Sewu Dino (lit. 'A thousand days') is a 2023 Indonesian horror film directed by Kimo Stamboel, based on Simpleman, a viral Twitter thread of the same name. The plot follows, Sri a young woman who accepts a generous job offer and is tasked to perform a cleansing ritual for Dela Atmojo, an unconscious girl who is suffering from the hex of 1000-days. The terror begins when her coworker neglects to finish the ritual. Failing to perform until the 1000th day will result in their demise.

== Plot ==
In the midst of economic difficulties, Sri (Mikha Tambayong) is accepted to work for the Atmojo family for a high fee, because she is unique: she was born on Friday Kliwon. Together with Erna (Givina Lukita Dewi) and Dini (Agla Artalidia), they are taken to a hidden hut in the middle of the forest. In the hut, Sri, Erna and Dini are tasked with washing Dela Atmojo (Gisellma Firmansyah), the granddaughter of Karsa Atmojo (Karina Suwandi), who is unconscious because of Sewu Dino's (A Thousand Days) witchcraft curse. They cannot run from the hut because they are bound by a mystical agreement with Karsa Atmojo, and they must complete the ritual until the 1000th day. If they break it, death awaits them.

== Cast ==
- Mikha Tambayong as Sri Rahayu
- Givina Lukita Dewi as Erna
- Agla Artalidia as Dini
- Gisellma Firmansyah as Della Atmodjo
- Marthino Lio as Sabdo Kuncoro
- Pritt Timothy as Mbah Tamin
- Rio Dewanto as Sugik
- Karina Suwandi as Karsa Atmodjo
- Maryam Supraba as Minah
- Ayez Kassar as Jatmiko
- Karina Ranau as Lydia
- Dayinta Melira as Sengarturih
- Delia Husein as Jum
- Rantya Affandy as Ratih

== Release ==
The film was officially announced to be released on April 20, 2023, to coincide with the 2023 Eid Al-Fitr holiday, but has been move up to April 19, 2023.
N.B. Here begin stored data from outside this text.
//! CLI to Config conversion utilities

use crate::config::cli;
use crate::config::workload;
use crate::error::BenchError;
use anyhow::{Context, Result};

/// Parse a size string (e.g., "1G", "100M", "4k") to bytes
pub fn parse_size(s: &str) -> Result<u64> {
    let s = s.trim().to_lowercase();

    let (num_str, multiplier) = if s.ends_with("k") || s.ends_with("kb") {
        (s.trim_end_matches("kb").trim_end_matches("k"), 1024u64)
    } else if s.ends_with("m") || s.ends_with("mb") {
        (s.trim_end_matches("mb").trim_end_matches("m"), 1024 * 1024)
    } else if s.ends_with("g") || s.ends_with("gb") {
        (s.trim_end_matches("gb").trim_end_matches("g"), 1024 * 1024 * 1024)
    } else if s.ends_with("t") || s.ends_with("tb") {
        (s.trim_end_matches("tb").trim_end_matches("t"), 1024 * 1024 * 1024 * 1024)
    } else {
        (s.as_str(), 1)
    };

    let num: u64 = num_str
        .trim()
        .parse()
        .with_context(|| format!("Invalid size format: {}", s))?;

    num.checked_mul(multiplier)
        .ok_or_else(|| anyhow::anyhow!("Size out of range: {}", s))
}

/// Resolve the FILE_SIZE positional, with the optional separate UNIT word
///
/// With a unit, the size must be a plain number and the unit one of
/// `kb`, `mb` or `gb` (case-insensitive). Without one, any [`parse_size`]
/// string is accepted.
pub fn parse_file_size(size: &str, unit: Option<&str>) -> Result<u64> {
    let Some(unit) = unit else {
        return parse_size(size);
    };

    let multiplier: u64 = match unit.trim().to_lowercase().as_str() {
        "kb" => 1024,
        "mb" => 1024 * 1024,
        "gb" => 1024 * 1024 * 1024,
        _ => return Err(BenchError::config("Invalid unit.").into()),
    };

    let num: u64 = size
        .trim()
        .parse()
        .with_context(|| format!("Invalid size format: {}", size))?;

    num.checked_mul(multiplier)
        .ok_or_else(|| anyhow::anyhow!("Size out of range: {} {}", size, unit))
}

/// Parse a tolerance in bytes/second (e.g., "1m", "512k", "0")
pub fn parse_tolerance(s: &str) -> Result<f64> {
    parse_size(s)
        .map(|bytes| bytes as f64)
        .with_context(|| format!("Invalid tolerance: {}", s))
}

/// Convert CLI ModeArg to workload Mode
pub fn convert_mode(cli_mode: cli::ModeArg) -> workload::Mode {
    match cli_mode {
        cli::ModeArg::Write => workload::Mode::Write,
        cli::ModeArg::Read => workload::Mode::Read,
        cli::ModeArg::Endurance => workload::Mode::Endurance,
    }
}

/// Convert CLI SyncMethodArg to workload SyncMethod
pub fn convert_sync_method(cli_method: cli::SyncMethodArg) -> workload::SyncMethod {
    match cli_method {
        cli::SyncMethodArg::Fsync => workload::SyncMethod::Fsync,
        cli::SyncMethodArg::Fdatasync => workload::SyncMethod::Fdatasync,
    }
}

#[cfg(test)]
mod tests {
    use super::*;

    #[test]
    fn test_parse_size_bytes() {
        assert_eq!(parse_size("1024").unwrap(), 1024);
        assert_eq!(parse_size("4096").unwrap(), 4096);
    }

    #[test]
    fn test_parse_size_suffixes() {
        assert_eq!(parse_size("4k").unwrap(), 4096);
        assert_eq!(parse_size("4KB").unwrap(), 4096);
        assert_eq!(parse_size("1mb").unwrap(), 1024 * 1024);
        assert_eq!(parse_size("100M").unwrap(), 100 * 1024 * 1024);
        assert_eq!(parse_size("16G").unwrap(), 16 * 1024 * 1024 * 1024);
    }

    #[test]
    fn test_parse_size_rejects_garbage() {
        assert!(parse_size("abc").is_err());
        assert!(parse_size("-4k").is_err());
        assert!(parse_size("99999999999t").is_err());
    }

    #[test]
    fn test_parse_file_size_with_unit() {
        assert_eq!(parse_file_size("1", Some("gb")).unwrap(), 1024 * 1024 * 1024);
        assert_eq!(parse_file_size("16", Some("KB")).unwrap(), 16 * 1024);
        assert_eq!(parse_file_size("1m", None).unwrap(), 1024 * 1024);
    }

    #[test]
    fn test_parse_file_size_invalid_unit() {
        let err = parse_file_size("1", Some("tb")).unwrap_err();
        assert!(matches!(
            err.downcast_ref::<BenchError>(),
            Some(BenchError::Config(msg)) if msg == "Invalid unit."
        ));
    }

    #[test]
    fn test_parse_tolerance() {
        assert_eq!(parse_tolerance("0").unwrap(), 0.0);
        assert_eq!(parse_tolerance("1m").unwrap(), 1024.0 * 1024.0);
    }
}
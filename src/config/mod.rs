//! Configuration module
//!
//! Handles CLI argument parsing, TOML configuration files, and validation.
//! The core only ever sees a validated [`Config`].

pub mod cli;
pub mod cli_convert;
pub mod toml;
pub mod validator;
pub mod workload;

use crate::util::time::format_bytes;
use serde::{Deserialize, Serialize};
use std::fmt;
use std::path::PathBuf;
use workload::*;

/// Smallest allowed pool
pub const MIN_FILE_COUNT: usize = 1;
/// Largest allowed pool
pub const MAX_FILE_COUNT: usize = 1024;
/// Smallest allowed file (4 KB)
pub const MIN_FILE_SIZE: u64 = 4 * 1024;
/// Largest allowed file (16 GB)
pub const MAX_FILE_SIZE: u64 = 16 * 1024 * 1024 * 1024;
/// Endurance writes are shorter than this unless configured otherwise
pub const DEFAULT_ENDURANCE_MAX_WRITE: u64 = MIN_FILE_SIZE;

/// Complete run configuration
#[derive(Debug, Clone, Serialize, Deserialize)]
pub struct Config {
    pub pool: PoolConfig,
    #[serde(default)]
    pub workload: WorkloadConfig,
    #[serde(default)]
    pub workers: WorkerConfig,
    #[serde(default)]
    pub stability: StabilityConfig,
    #[serde(default)]
    pub output: OutputConfig,
    #[serde(default)]
    pub runtime: RuntimeConfig,
}

impl Config {
    /// Configuration with defaults for everything but the pool shape
    pub fn new(directory: impl Into<PathBuf>, file_count: usize, file_size: u64, mode: Mode) -> Self {
        Self {
            pool: PoolConfig {
                directory: directory.into(),
                file_count,
                file_size,
                sync_method: SyncMethod::default(),
            },
            workload: WorkloadConfig {
                mode,
                ..WorkloadConfig::default()
            },
            workers: WorkerConfig::default(),
            stability: StabilityConfig::default(),
            output: OutputConfig::default(),
            runtime: RuntimeConfig::default(),
        }
    }

    /// Operations between report lines (mode-dependent default)
    pub fn report_interval(&self) -> u64 {
        self.output
            .report_interval
            .unwrap_or_else(|| self.workload.mode.default_report_interval())
    }

    /// Whether the run uses the partitioned multi-worker variant
    pub fn is_parallel(&self) -> bool {
        self.workers.threads > 1
    }
}

/// File pool shape
#[derive(Debug, Clone, Serialize, Deserialize)]
pub struct PoolConfig {
    /// Working directory holding the pool files
    #[serde(default = "default_directory")]
    pub directory: PathBuf,
    /// Number of files
    #[serde(default)]
    pub file_count: usize,
    /// Size of each file in bytes
    #[serde(default)]
    pub file_size: u64,
    /// Durable sync call used after every operation
    #[serde(default)]
    pub sync_method: SyncMethod,
}

fn default_directory() -> PathBuf {
    PathBuf::from("dat")
}

/// Workload policy configuration
#[derive(Debug, Clone, Serialize, Deserialize)]
pub struct WorkloadConfig {
    /// Workload policy
    #[serde(default)]
    pub mode: Mode,
    /// Endurance writes are in [1, endurance_max_write) bytes
    #[serde(default = "default_endurance_max_write")]
    pub endurance_max_write: u64,
    /// Base seed (worker i uses seed + i); clock-seeded when absent
    pub seed: Option<u64>,
    /// Iteration cap for single-worker runs
    pub max_iterations: Option<u64>,
}

fn default_endurance_max_write() -> u64 {
    DEFAULT_ENDURANCE_MAX_WRITE
}

impl Default for WorkloadConfig {
    fn default() -> Self {
        Self {
            mode: Mode::default(),
            endurance_max_write: default_endurance_max_write(),
            seed: None,
            max_iterations: None,
        }
    }
}

/// Worker configuration
#[derive(Debug, Clone, Serialize, Deserialize)]
pub struct WorkerConfig {
    /// Number of worker threads
    #[serde(default = "default_threads")]
    pub threads: usize,
    /// Fixed iteration budget per worker in the parallel variant
    #[serde(default = "default_iterations")]
    pub iterations: u64,
}

fn default_threads() -> usize {
    1
}

fn default_iterations() -> u64 {
    1000
}

impl Default for WorkerConfig {
    fn default() -> Self {
        Self {
            threads: default_threads(),
            iterations: default_iterations(),
        }
    }
}

/// Output configuration
#[derive(Debug, Clone, Default, Serialize, Deserialize)]
pub struct OutputConfig {
    /// Operations between report lines (defaults per mode)
    pub report_interval: Option<u64>,
    /// JSON results file
    pub json_output: Option<PathBuf>,
}

/// Runtime configuration
#[derive(Debug, Clone, Default, Serialize, Deserialize)]
pub struct RuntimeConfig {
    /// Dry run mode
    #[serde(default)]
    pub dry_run: bool,
}

// Display trait implementations

impl fmt::Display for Config {
    fn fmt(&self, f: &mut fmt::Formatter<'_>) -> fmt::Result {
        writeln!(f, "Configuration:")?;
        writeln!(f, "  Pool: {}", self.pool)?;
        writeln!(f, "  Workload: {}", self.workload)?;
        writeln!(f, "  Workers: {}", self.workers)?;
        if self.workload.mode.is_throughput() && !self.is_parallel() {
            writeln!(f, "  Stability: {}", self.stability)?;
        }
        writeln!(f, "  Report: every {} ops", self.report_interval())?;
        Ok(())
    }
}

impl fmt::Display for PoolConfig {
    fn fmt(&self, f: &mut fmt::Formatter<'_>) -> fmt::Result {
        write!(
            f,
            "{} x {} in {} ({})",
            self.file_count,
            format_bytes(self.file_size),
            self.directory.display(),
            self.sync_method
        )
    }
}

impl fmt::Display for WorkloadConfig {
    fn fmt(&self, f: &mut fmt::Formatter<'_>) -> fmt::Result {
        write!(f, "{}", self.mode)?;
        if self.mode == Mode::Endurance {
            write!(f, ", writes < {}", format_bytes(self.endurance_max_write))?;
        }
        if let Some(seed) = self.seed {
            write!(f, ", seed={}", seed)?;
        }
        if let Some(max) = self.max_iterations {
            write!(f, ", max_iterations={}", max)?;
        }
        Ok(())
    }
}

impl fmt::Display for WorkerConfig {
    fn fmt(&self, f: &mut fmt::Formatter<'_>) -> fmt::Result {
        write!(f, "{} thread(s)", self.threads)?;
        if self.threads > 1 {
            write!(f, ", {} iterations each", self.iterations)?;
        }
        Ok(())
    }
}

#[cfg(test)]
mod tests {
    use super::*;

    #[test]
    fn test_config_new_defaults() {
        let config = Config::new("/tmp/pool", 4, 1024 * 1024, Mode::Write);
        assert_eq!(config.pool.file_count, 4);
        assert_eq!(config.pool.sync_method, SyncMethod::Fsync);
        assert_eq!(config.workers.threads, 1);
        assert!(!config.is_parallel());
        assert_eq!(config.report_interval(), 100);
    }

    #[test]
    fn test_report_interval_override() {
        let mut config = Config::new("/tmp/pool", 1, MIN_FILE_SIZE, Mode::Endurance);
        assert_eq!(config.report_interval(), 10_000);
        config.output.report_interval = Some(7);
        assert_eq!(config.report_interval(), 7);
    }

    #[test]
    fn test_display_mentions_pool() {
        let config = Config::new("/tmp/pool", 2, 16 * 1024, Mode::Endurance);
        let text = config.to_string();
        assert!(text.contains("2 x 16.00 KB"));
        assert!(text.contains("endurance"));
        assert!(!text.contains("Stability"));
    }
}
It was also released on Malaysia, Singapore, and Brunei on the same day.

== Reception ==
=== Box office ===
On the first day of it released Sewu Dino has gained 187,000 moviegoers, it is one of biggest opening day for local film. As of April 25, the film surpassed one million tickets sales, making it one of the fastest local films to reach one million admissions. And it surpassed 3 million viewers on two weeks.